Weld cracks nondestructive testing based on magneto-optical imaging under alternating magnetic field excitation

Abstract

This paper researches the magneto-optical (MO) imaging law of weld cracks under alternating magnetic field excitation. Weld surface and subsurface cracks are detected by a MO sensor, and the relationship between the MO images’ characteristics and the magnetic field strength is analyzed based on the Faraday MO effect. A magnetic dipole model is proposed to study the magnetic field distribution over the weld crack. A finite element analysis (FEA) model of the weld crack is established, and the relationship between the magnetic flux leakage signal and the crack width is analyzed, which is useful for identifying cracks either on the surface or on the subsurface of the weld. A MO imaging nondestructive testing (NDT) experiment is carried out to detect weld cracks under alternating magnetic field excitation, and the difference among weld cracks is obtained by analyzing the gray values of the weld cracks’ MO images.
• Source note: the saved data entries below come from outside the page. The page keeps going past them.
use enough::Stop;

use crate::bmp::{self, BmpPermissiveness};
use crate::error::BmpError;
use crate::image::Image;
use crate::limits::Limits;

/// Builder for a single decode.
///
/// ```no_run
/// use zenbmpv4::{BmpPermissiveness, DecodeRequest, Limits, Unstoppable};
///
/// let data: &[u8] = &[]; // your BMP bytes
/// let limits = Limits {
///     max_pixels: Some(4096 * 4096),
///     ..Default::default()
/// };
/// let image = DecodeRequest::new(data)
///     .with_limits(&limits)
///     .with_permissiveness(BmpPermissiveness::Strict)
///     .decode(Unstoppable)?;
/// println!("{image}");
/// # Ok::<(), zenbmpv4::BmpError>(())
/// ```
#[derive(Clone, Debug)]
pub struct DecodeRequest<'a> {
    data: &'a [u8],
    limits: Option<&'a Limits>,
    permissiveness: BmpPermissiveness,
}

impl<'a> DecodeRequest<'a> {
    pub fn new(data: &'a [u8]) -> Self {
        Self {
            data,
            limits: None,
            permissiveness: BmpPermissiveness::default(),
        }
    }

    pub fn with_limits(mut self, limits: &'a Limits) -> Self {
        self.limits = Some(limits);
        self
    }

    pub fn with_permissiveness(mut self, permissiveness: BmpPermissiveness) -> Self {
        self.permissiveness = permissiveness;
        self
    }

    /// Decode headers and pixels. `stop` is polled between rows.
    pub fn decode(self, stop: impl Stop) -> Result<Image, BmpError> {
        bmp::decode(self.data, self.limits, self.permissiveness, &stop)
    }
}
Research results show that the magnetic flux leakage signals of weld surface and subsurface cracks can be clearly distinguished, the magnetic field intensity of the surface cracks is larger than that of the subsurface cracks at the same width, and the MO image of the weld cracks can reflect the intensity of the magnetic field through varied brightness, that is, the gray value of the MO image can match the corresponding magnetic field intensity.